The rapid evolution and growth of social media software has enabled hundreds of millions to interact within on-line communities on a global scale. While they enable communication through a common set of metaphors, such as discussion threads and quoting text in replies, this software uses a variety of diverging ways of representing discussion. Since the meaning of a conversation is defined not only by the content of a piece of text, but also by the relationships between pieces of text, part of the meaning of the discussion is obscured from automated processing. Search engines, which act as gateways to outsiders into the social text in a community, are reduced to giving an incomplete picture.

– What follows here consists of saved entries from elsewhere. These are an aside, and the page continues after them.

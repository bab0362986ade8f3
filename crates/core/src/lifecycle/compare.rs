use tracing::info;

use super::RfpLifecycleManager;
use crate::domain::proposal::ProposalSummary;
use crate::domain::rfp::RfpId;
use crate::errors::ApplicationError;

pub const NO_PROPOSALS: &str = "No proposals to compare.";

impl RfpLifecycleManager {
    /// Ranks every proposal an RFP has collected. Recomputed on each call.
    ///
    /// An RFP with no proposals, or an unknown id, yields [`NO_PROPOSALS`] and
    /// the extractor is not called.
    pub async fn compare(&self, rfp_id: &RfpId) -> Result<String, ApplicationError> {
        if self.rfps.find_by_id(rfp_id).await?.is_none() {
            return Ok(NO_PROPOSALS.to_string());
        }

        let proposals = self.proposals.list_for_rfp(rfp_id).await?;
        if proposals.is_empty() {
            return Ok(NO_PROPOSALS.to_string());
        }

        let summaries: Vec<ProposalSummary> = proposals.iter().map(ProposalSummary::from).collect();
        let analysis = self.extractor.compare(&summaries).await;

        info!(
            event_name = "rfp.compare.completed",
            rfp_id = %rfp_id,
            proposals = summaries.len(),
            "proposal comparison generated"
        );
        Ok(analysis)
    }
}
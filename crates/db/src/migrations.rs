use sqlx::migrate::{MigrateError, Migrator};

use crate::DbPool;

pub static MIGRATOR: Migrator = sqlx::migrate!("../../migrations");

pub async fn run_pending(pool: &DbPool) -> Result<(), MigrateError> {
    MIGRATOR.run(pool).await
}

#[cfg(test)]
mod tests {
    use sqlx::Row;

    use super::run_pending;
    use crate::{connect_with_settings, migrations::MIGRATOR};

    const MANAGED_SCHEMA_OBJECTS: &[&str] = &[
        "vendor",
        "rfp",
        "proposal",
        "idx_rfp_created_at",
        "idx_proposal_vendor_id",
        "idx_proposal_rfp_vendor_content",
    ];

    async fn table_count(pool: &sqlx::SqlitePool, name: &str) -> i64 {
        sqlx::query("SELECT COUNT(*) AS count FROM sqlite_master WHERE type = 'table' AND name = ?")
            .bind(name)
            .fetch_one(pool)
            .await
            .expect("check table")
            .get::<i64, _>("count")
    }

    #[tokio::test]
    async fn migrations_create_procurement_tables() {
        let pool = connect_with_settings("sqlite::memory:", 1, 30).await.expect("connect");
        run_pending(&pool).await.expect("run migrations");

        assert_eq!(table_count(&pool, "vendor").await, 1);
        assert_eq!(table_count(&pool, "rfp").await, 1);
        assert_eq!(table_count(&pool, "proposal").await, 1);
    }

    #[tokio::test]
    async fn rfp_status_is_constrained() {
        let pool = connect_with_settings("sqlite::memory:", 1, 30).await.expect("connect");
        run_pending(&pool).await.expect("run migrations");

        let result = sqlx::query(
            "INSERT INTO rfp (id, title, description, structured_data, status, created_at, updated_at)
             VALUES ('r1', 't', 'p', '{}', 'archived', '2026-01-01T00:00:00Z', '2026-01-01T00:00:00Z')",
        )
        .execute(&pool)
        .await;

        assert!(result.is_err(), "unknown status must violate the check constraint");
    }

    #[tokio::test]
    async fn migrations_up_down_up_preserves_schema_signature() {
        let pool = connect_with_settings("sqlite::memory:", 1, 30).await.expect("connect");
        run_pending(&pool).await.expect("run migrations");

        let initial_signature = managed_schema_signature(&pool).await;
        assert_eq!(initial_signature.len(), MANAGED_SCHEMA_OBJECTS.len());

        MIGRATOR.undo(&pool, 0).await.expect("undo migrations");
        assert!(managed_schema_signature(&pool).await.is_empty());

        run_pending(&pool).await.expect("re-run migrations");
        assert_eq!(managed_schema_signature(&pool).await, initial_signature);
    }

    async fn managed_schema_signature(pool: &sqlx::SqlitePool) -> Vec<(String, String, String)> {
        let mut signature: Vec<(String, String, String)> = sqlx::query(
            "SELECT type, name, IFNULL(sql, '') AS sql
             FROM sqlite_master
             WHERE type IN ('table', 'index')",
        )
        .fetch_all(pool)
        .await
        .expect("load schema objects")
        .into_iter()
        .filter_map(|row| {
            let name = row.get::<String, _>("name");
            MANAGED_SCHEMA_OBJECTS
                .contains(&name.as_str())
                .then(|| (row.get::<String, _>("type"), name, row.get::<String, _>("sql")))
        })
        .collect();
        signature.sort();
        signature
    }
}
use std::fmt;

use chrono::{DateTime, Utc};
use serde::{Deserialize, Serialize};
use uuid::Uuid;

use crate::errors::DomainError;

#[derive(Clone, Debug, PartialEq, Eq, Hash, Serialize, Deserialize)]
pub struct VendorId(pub String);

impl VendorId {
    pub fn generate() -> Self {
        Self(Uuid::new_v4().to_string())
    }
}

impl fmt::Display for VendorId {
    fn fmt(&self, f: &mut fmt::Formatter<'_>) -> fmt::Result {
        f.write_str(&self.0)
    }
}

/// A supplier identity. `email` is the case-sensitive key replies are matched on.
#[derive(Clone, Debug, PartialEq, Eq, Serialize, Deserialize)]
#[serde(rename_all = "camelCase")]
pub struct Vendor {
    pub id: VendorId,
    pub name: String,
    pub email: String,
    pub tags: Option<String>,
    pub created_at: DateTime<Utc>,
}

#[derive(Clone, Debug, Default, PartialEq, Eq, Deserialize)]
pub struct NewVendor {
    #[serde(default)]
    pub name: String,
    #[serde(default)]
    pub email: String,
    #[serde(default)]
    pub tags: Option<String>,
}

impl NewVendor {
    /// Validates the payload and assigns a fresh id. Surrounding whitespace is
    /// trimmed; letter case in the email is preserved.
    pub fn into_vendor(self) -> Result<Vendor, DomainError> {
        let name = self.name.trim();
        if name.is_empty() {
            return Err(DomainError::Validation("vendor name must not be empty".to_string()));
        }

        let email = self.email.trim();
        if email.is_empty() || !email.contains('@') {
            return Err(DomainError::Validation(format!(
                "vendor email `{email}` is not a mail address"
            )));
        }

        let tags = self.tags.map(|tags| tags.trim().to_string()).filter(|tags| !tags.is_empty());

        Ok(Vendor {
            id: VendorId::generate(),
            name: name.to_string(),
            email: email.to_string(),
            tags,
            created_at: Utc::now(),
        })
    }
}

#[cfg(test)]
mod tests {
    use super::NewVendor;
    use crate::errors::DomainError;

    #[test]
    fn new_vendor_keeps_email_case_and_trims_whitespace() {
        let vendor = NewVendor {
            name: "  TechCorp ".to_string(),
            email: " Sales@TechCorp.example ".to_string(),
            tags: Some("  ".to_string()),
        }
        .into_vendor()
        .expect("valid vendor");

        assert_eq!(vendor.name, "TechCorp");
        assert_eq!(vendor.email, "Sales@TechCorp.example");
        assert_eq!(vendor.tags, None);
    }

    #[test]
    fn new_vendor_rejects_missing_name_or_address() {
        let missing_name =
            NewVendor { email: "a@b.example".to_string(), ..NewVendor::default() }.into_vendor();
        assert!(matches!(missing_name, Err(DomainError::Validation(_))));

        let bad_email = NewVendor {
            name: "Acme".to_string(),
            email: "acme.example".to_string(),
            tags: None,
        }
        .into_vendor();
        assert!(matches!(bad_email, Err(DomainError::Validation(ref m)) if m.contains("acme.example")));
    }
}
//! JSON surface for RFPs, vendors and the extraction operations.

use std::sync::Arc;

use axum::routing::{get, post};
use axum::Router;

use procura_core::directory::VendorDirectory;
use procura_core::lifecycle::RfpLifecycleManager;
use procura_core::ports::StructuredExtractor;

pub mod error;
pub mod extraction;
pub mod rfps;
pub mod vendors;

pub use error::ApiError;

#[derive(Clone)]
pub struct AppState {
    pub lifecycle: RfpLifecycleManager,
    pub directory: VendorDirectory,
    pub extractor: Arc<dyn StructuredExtractor>,
}

pub fn router(state: AppState) -> Router {
    Router::new()
        .route("/api/rfps", get(rfps::list).post(rfps::create))
        .route("/api/rfps/{id}", get(rfps::get_one).delete(rfps::delete))
        .route("/api/rfps/{id}/send", post(rfps::send))
        .route("/api/rfps/{id}/check-responses", post(rfps::check_responses))
        .route("/api/rfps/{id}/comparison", get(rfps::comparison))
        .route("/api/rfps/{id}/close", post(rfps::close))
        .route("/api/vendors", get(vendors::list).post(vendors::create))
        .route("/api/vendors/{id}", axum::routing::delete(vendors::delete))
        .route("/api/extraction/extract-structure", post(extraction::extract_structure))
        .route("/api/extraction/parse-proposal", post(extraction::parse_proposal))
        .route("/api/extraction/compare", post(extraction::compare))
        .with_state(state)
}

This paper proposes a model for representing both the content and the structure of social text in a consistent way, enabling automated processing of the structure of the discussion along with its text content. It also describes a method for indexing text that uses this structural information to provide meaningful contexts for paragraphs of interest. It then describes a method for clustering text content into topic groups, using this indexing method, and also using the social structure to make informed decisions about which pieces of text to compare meaningfully.